Google is open-sourcing Google Earth Enterprise (GEE)! It is rare for a quarterly publication to be able to publish “news,” so we are thrilled to do so. Google does very little outreach; they quietly publish news on their developer blogs, and gradually, people notice.
In our Fall 2015 issue, when we learned that Google was going to stop supporting GEE, we knew that many people would be looking for ways to ll that gap. Matteo Luccio took on the task of writing our ongoing series of articles called “Filling the Gap,” which includes in each issue first-person interviews with about three companies offering various solutions, platforms, and game-changing technologies. Since then, we have featured AGI’s Cesium, Esri’s ArcGIS Earth, Luciad, PIXIA, CartoDB, Skyline Software Systems, Galdos Systems, BAE Systems, VRICON, Mapbox, and DigitalGlobe.
In this issue, the article, we feature Earthvisionz, PYXIS Innovation, and Hexagon, all offering different options for companies and orga- nizations that will no longer use GEE. Of course, some of them will now be able to continue using GEE’s open-source version.
We regularly publish articles about the work towards attaining the U.N.’s Sustainable Development Goals. In Hans-Peter Plag’s regular column, “On the Edge,” he offers ideas on how the SDGs can be achieved, beginning here. The work of the Group on Earth Observations, and GEOSS, and all the others is so important, as the nations of the world work together to eradicate hunger and poverty, for example.

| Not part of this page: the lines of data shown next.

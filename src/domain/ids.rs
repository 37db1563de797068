//! Strongly-typed identifiers for the ledger's entities.

use serde::{Deserialize, Serialize};
use uuid::Uuid;

/// Identifier of a tenant (the multi-tenant boundary).
#[derive(Debug, Copy, Clone, PartialEq, Eq, Hash, Serialize, Deserialize)]
#[serde(transparent)]
pub struct TenantId(Uuid);

/// Identifier of a cooperative within a tenant.
#[derive(Debug, Copy, Clone, PartialEq, Eq, Hash, PartialOrd, Ord, Serialize, Deserialize)]
#[serde(transparent)]
pub struct CooperativeId(Uuid);

/// Identifier of an acting user (creator, poster).
#[derive(Debug, Copy, Clone, PartialEq, Eq, Hash, Serialize, Deserialize)]
#[serde(transparent)]
pub struct UserId(Uuid);

/// Identifier of an account category.
#[derive(Debug, Copy, Clone, PartialEq, Eq, Hash, Serialize, Deserialize)]
#[serde(transparent)]
pub struct CategoryId(Uuid);

/// Identifier of a chart-of-accounts node.
#[derive(Debug, Copy, Clone, PartialEq, Eq, Hash, PartialOrd, Ord, Serialize, Deserialize)]
#[serde(transparent)]
pub struct AccountId(Uuid);

/// Identifier of a journal entry header.
#[derive(Debug, Copy, Clone, PartialEq, Eq, Hash, Serialize, Deserialize)]
#[serde(transparent)]
pub struct JournalEntryId(Uuid);

/// Identifier of a journal line.
#[derive(Debug, Copy, Clone, PartialEq, Eq, Hash, Serialize, Deserialize)]
#[serde(transparent)]
pub struct JournalLineId(Uuid);

macro_rules! impl_uuid_newtype {
    ($t:ty) => {
        impl $t {
            /// Create a new random identifier.
            pub fn new() -> Self {
                Self(Uuid::new_v4())
            }

            pub fn from_uuid(uuid: Uuid) -> Self {
                Self(uuid)
            }

            pub fn as_uuid(&self) -> &Uuid {
                &self.0
            }
        }

        impl Default for $t {
            fn default() -> Self {
                Self::new()
            }
        }

        impl core::fmt::Display for $t {
            fn fmt(&self, f: &mut core::fmt::Formatter<'_>) -> core::fmt::Result {
                core::fmt::Display::fmt(&self.0, f)
            }
        }

        impl From<Uuid> for $t {
            fn from(value: Uuid) -> Self {
                Self(value)
            }
        }

        impl From<$t> for Uuid {
            fn from(value: $t) -> Self {
                value.0
            }
        }
    };
}

impl_uuid_newtype!(TenantId);
impl_uuid_newtype!(CooperativeId);
impl_uuid_newtype!(UserId);
impl_uuid_newtype!(CategoryId);
impl_uuid_newtype!(AccountId);
impl_uuid_newtype!(JournalEntryId);
impl_uuid_newtype!(JournalLineId);
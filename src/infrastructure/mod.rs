//! Storage adapters implementing the `domain::ports` contracts.

pub mod in_memory;

#[cfg(feature = "storage-rocksdb")]
pub mod rocksdb;
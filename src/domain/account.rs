//! Chart-of-accounts model: categories, normal balance sides, and accounts.

use rust_decimal::Decimal;
use serde::{Deserialize, Serialize};

use crate::domain::ids::{AccountId, CategoryId, CooperativeId};
use crate::error::{LedgerError, Result};

/// High-level account category. Determines the conventional normal side.
#[derive(Debug, Clone, Copy, PartialEq, Eq, Hash, Serialize, Deserialize)]
#[serde(rename_all = "lowercase")]
pub enum CategoryType {
    Asset,
    Liability,
    Equity,
    Revenue,
    Expense,
}

impl CategoryType {
    /// The side on which accounts of this category conventionally carry a
    /// positive balance.
    pub fn normal_side(self) -> NormalBalance {
        match self {
            CategoryType::Asset | CategoryType::Expense => NormalBalance::Debit,
            CategoryType::Liability | CategoryType::Equity | CategoryType::Revenue => {
                NormalBalance::Kredit
            }
        }
    }

    /// Rejects a declared normal side that contradicts the category
    /// convention. Violations are a data-integrity error, caught at account
    /// creation rather than silently accepted.
    pub fn check_side(self, declared: NormalBalance) -> Result<()> {
        let expected = self.normal_side();
        if declared != expected {
            return Err(LedgerError::InvalidCategory {
                category: self,
                declared,
                expected,
            });
        }
        Ok(())
    }
}

impl core::fmt::Display for CategoryType {
    fn fmt(&self, f: &mut core::fmt::Formatter<'_>) -> core::fmt::Result {
        let s = match self {
            CategoryType::Asset => "asset",
            CategoryType::Liability => "liability",
            CategoryType::Equity => "equity",
            CategoryType::Revenue => "revenue",
            CategoryType::Expense => "expense",
        };
        f.write_str(s)
    }
}

/// The side of a double-entry posting on which an account's balance is
/// conventionally positive.
#[derive(Debug, Clone, Copy, PartialEq, Eq, Hash, Serialize, Deserialize)]
#[serde(rename_all = "lowercase")]
pub enum NormalBalance {
    Debit,
    Kredit,
}

impl NormalBalance {
    /// Signed balance of aggregated sums, positive on the normal side.
    ///
    /// A kredit-normal account (liability/equity/revenue) reports a positive
    /// number when kredits exceed debits; a debit-normal account (asset/
    /// expense) when debits exceed kredits.
    pub fn balance(self, total_debit: Decimal, total_kredit: Decimal) -> Decimal {
        match self {
            NormalBalance::Debit => total_debit - total_kredit,
            NormalBalance::Kredit => total_kredit - total_debit,
        }
    }
}

impl core::fmt::Display for NormalBalance {
    fn fmt(&self, f: &mut core::fmt::Formatter<'_>) -> core::fmt::Result {
        f.write_str(match self {
            NormalBalance::Debit => "debit",
            NormalBalance::Kredit => "kredit",
        })
    }
}

/// Shared reference data: one category row per `CategoryType`, global to the
/// platform rather than per-cooperative. Immutable once accounts reference it.
#[derive(Debug, Clone, PartialEq, Eq, Serialize, Deserialize)]
pub struct AccountCategory {
    pub id: CategoryId,
    pub code: String,
    pub name: String,
    pub category_type: CategoryType,
    pub display_order: u32,
}

impl AccountCategory {
    /// The standard five-category set seeded once per deployment.
    pub fn standard_set() -> Vec<AccountCategory> {
        let spec: [(&str, &str, CategoryType); 5] = [
            ("1", "Assets", CategoryType::Asset),
            ("2", "Liabilities", CategoryType::Liability),
            ("3", "Equity", CategoryType::Equity),
            ("4", "Revenue", CategoryType::Revenue),
            ("5", "Expenses", CategoryType::Expense),
        ];
        spec.into_iter()
            .enumerate()
            .map(|(i, (code, name, category_type))| AccountCategory {
                id: CategoryId::new(),
                code: code.to_string(),
                name: name.to_string(),
                category_type,
                display_order: i as u32 + 1,
            })
            .collect()
    }
}

/// One node of a cooperative's chart of accounts.
///
/// Accounts form a tree through `parent_id`; rows are stored flat and
/// children are resolved through the store's secondary index rather than
/// in-memory back-pointers. Category, parent, and normal side are immutable
/// after creation so historical reports stay valid; an account referenced by
/// a posted line is only ever soft-deactivated.
#[derive(Debug, Clone, PartialEq, Eq, Serialize, Deserialize)]
pub struct Account {
    pub id: AccountId,
    pub cooperative_id: CooperativeId,
    pub code: String,
    pub name: String,
    pub description: Option<String>,
    pub category_id: CategoryId,
    pub parent_id: Option<AccountId>,
    /// Depth in the tree; roots are level 0.
    pub level: u32,
    pub normal_balance: NormalBalance,
    pub is_cash: bool,
    pub is_active: bool,
}

/// Input for `ChartOfAccounts::create_account`.
#[derive(Debug, Clone)]
pub struct NewAccount {
    pub cooperative_id: CooperativeId,
    pub code: String,
    pub name: String,
    pub description: Option<String>,
    pub category_id: CategoryId,
    pub parent_id: Option<AccountId>,
    pub normal_balance: NormalBalance,
    pub is_cash: bool,
}

/// Mutable account fields. Everything else is fixed at creation.
#[derive(Debug, Clone, Default)]
pub struct AccountUpdate {
    pub name: Option<String>,
    pub description: Option<String>,
    pub is_active: Option<bool>,
}

#[cfg(test)]
mod tests {
    use super::*;
    use rust_decimal_macros::dec;

    #[test]
    fn categories_map_to_conventional_sides() {
        assert_eq!(CategoryType::Asset.normal_side(), NormalBalance::Debit);
        assert_eq!(CategoryType::Expense.normal_side(), NormalBalance::Debit);
        assert_eq!(CategoryType::Liability.normal_side(), NormalBalance::Kredit);
        assert_eq!(CategoryType::Equity.normal_side(), NormalBalance::Kredit);
        assert_eq!(CategoryType::Revenue.normal_side(), NormalBalance::Kredit);
    }

    #[test]
    fn check_side_rejects_contradiction() {
        let err = CategoryType::Revenue
            .check_side(NormalBalance::Debit)
            .unwrap_err();
        match err {
            LedgerError::InvalidCategory {
                category,
                declared,
                expected,
            } => {
                assert_eq!(category, CategoryType::Revenue);
                assert_eq!(declared, NormalBalance::Debit);
                assert_eq!(expected, NormalBalance::Kredit);
            }
            other => panic!("expected InvalidCategory, got {other:?}"),
        }
        assert!(CategoryType::Asset.check_side(NormalBalance::Debit).is_ok());
    }

    #[test]
    fn signed_balance_flips_with_normal_side() {
        // 100 kredit against 0 debit: positive for kredit-normal accounts,
        // negative for debit-normal ones.
        assert_eq!(
            NormalBalance::Kredit.balance(dec!(0), dec!(100)),
            dec!(100)
        );
        assert_eq!(
            NormalBalance::Debit.balance(dec!(0), dec!(100)),
            dec!(-100)
        );
        assert_eq!(NormalBalance::Debit.balance(dec!(250), dec!(100)), dec!(150));
    }

    #[test]
    fn standard_set_covers_every_category_once() {
        let set = AccountCategory::standard_set();
        assert_eq!(set.len(), 5);
        for t in [
            CategoryType::Asset,
            CategoryType::Liability,
            CategoryType::Equity,
            CategoryType::Revenue,
            CategoryType::Expense,
        ] {
            assert_eq!(set.iter().filter(|c| c.category_type == t).count(), 1);
        }
    }
}
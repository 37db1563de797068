//! Monetary value objects.
//!
//! All arithmetic is fixed-point via `rust_decimal`; binary floating point
//! never touches a ledger amount.

use rust_decimal::Decimal;
use serde::{Deserialize, Serialize};
use std::iter::Sum;
use std::ops::{Add, AddAssign};

use crate::error::LedgerError;

/// A non-negative monetary amount, as carried by one side of a journal line.
///
/// Zero is a valid value: a conventional line has an amount on exactly one
/// side and zero on the other. Negative values are rejected at construction.
#[derive(
    Debug, Clone, Copy, PartialEq, Eq, PartialOrd, Ord, Default, Serialize, Deserialize,
)]
#[serde(try_from = "Decimal", into = "Decimal")]
pub struct Amount(Decimal);

impl Amount {
    pub const ZERO: Self = Self(Decimal::ZERO);

    pub fn new(value: Decimal) -> Result<Self, LedgerError> {
        if value < Decimal::ZERO {
            return Err(LedgerError::NegativeAmount(value));
        }
        Ok(Self(value))
    }

    pub fn value(self) -> Decimal {
        self.0
    }

    pub fn is_zero(self) -> bool {
        self.0.is_zero()
    }
}

impl TryFrom<Decimal> for Amount {
    type Error = LedgerError;

    fn try_from(value: Decimal) -> Result<Self, Self::Error> {
        Self::new(value)
    }
}

impl From<Amount> for Decimal {
    fn from(amount: Amount) -> Self {
        amount.0
    }
}

impl Add for Amount {
    type Output = Self;

    fn add(self, rhs: Self) -> Self::Output {
        Self(self.0 + rhs.0)
    }
}

impl AddAssign for Amount {
    fn add_assign(&mut self, rhs: Self) {
        self.0 += rhs.0;
    }
}

impl Sum for Amount {
    fn sum<I: Iterator<Item = Self>>(iter: I) -> Self {
        iter.fold(Self::ZERO, Add::add)
    }
}

impl core::fmt::Display for Amount {
    fn fmt(&self, f: &mut core::fmt::Formatter<'_>) -> core::fmt::Result {
        core::fmt::Display::fmt(&self.0, f)
    }
}

#[cfg(test)]
mod tests {
    use super::*;
    use rust_decimal_macros::dec;

    #[test]
    fn rejects_negative_amounts() {
        assert!(matches!(
            Amount::new(dec!(-0.01)),
            Err(LedgerError::NegativeAmount(_))
        ));
    }

    #[test]
    fn zero_is_valid() {
        let zero = Amount::new(dec!(0)).unwrap();
        assert!(zero.is_zero());
        assert_eq!(zero, Amount::ZERO);
    }

    #[test]
    fn sums_over_iterators() {
        let amounts = [dec!(1.5), dec!(2.5), dec!(96)]
            .into_iter()
            .map(|d| Amount::new(d).unwrap());
        assert_eq!(amounts.sum::<Amount>().value(), dec!(100));
    }

    #[test]
    fn serde_round_trip_rejects_negative() {
        let ok: Amount = serde_json::from_str("\"10.25\"").unwrap();
        assert_eq!(ok.value(), dec!(10.25));
        assert!(serde_json::from_str::<Amount>("\"-1\"").is_err());
    }
}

DigitalGlobe partnered with Geospatial Media to publish, “Transforming Our World: Geospatial Information Key to Achieving the 2030 Agenda for Sustainable Development” (http://bit.ly/2GeoSDGs) with knowledge partners GEO (Group on Earth Observations) and UN-GGIM (United Nations-Global Geospatial Information Management). The report shows how geospatial information is relevant to reaching almost all of the 17 goals.
Much of what our government provides and does for the citizens of this country is at risk, due to the new administration in Washington. For example, they want the U.S. to leave the U.N. This would be devastating for many reasons. So much incredible work is being done by so many highly capable people around the world, and it’s essential that the U.S. remain part of this work.
Prior to taking over this magazine in 2003, I had little knowledge of the extent to which our government contributes to society, such as with technologies like GPS, which was created by the U.S. Air Force in the mid-1990s, and is available to anyone, including businesses, to completed all kinds of products. In fact, GPS is the backbone of all location-based data and apps—including being an essential component within our Smartphones, enabling not only real-time traffic in maps, but also all the customized information that you get from your phone related to where you are. We cover this in LBx Journal; watch for LBx news in 2017.
I have always believed in freedom of the press, which now seems at risk, and also, I believe in the absolute responsibility of the press to publish the truth. These are very uncertain, even frightening times, because with the Internet, anyone can publish anything, and people often post opinions as facts, or “alternative facts,” to quote one senior administration official. There is no such thing as “alternative facts” for those of us who have integrity.
I am taking a stand as a member of the press. Granted, my company and publications are niche, and targeted, and therefore smaller in number, but we are global in reach and in perspective. I have always stood on the principle of editorial integrity. This concept includes publishing facts and truth. Yet, it goes beyond that. Editorial integrity means that we publish as objectively as humanly possible the information that our readership needs to know, beholden only to readers, not to advertisers. We provide a vehicle for sponsors’ messages, which do not affect content of the articles. That is editorial integrity.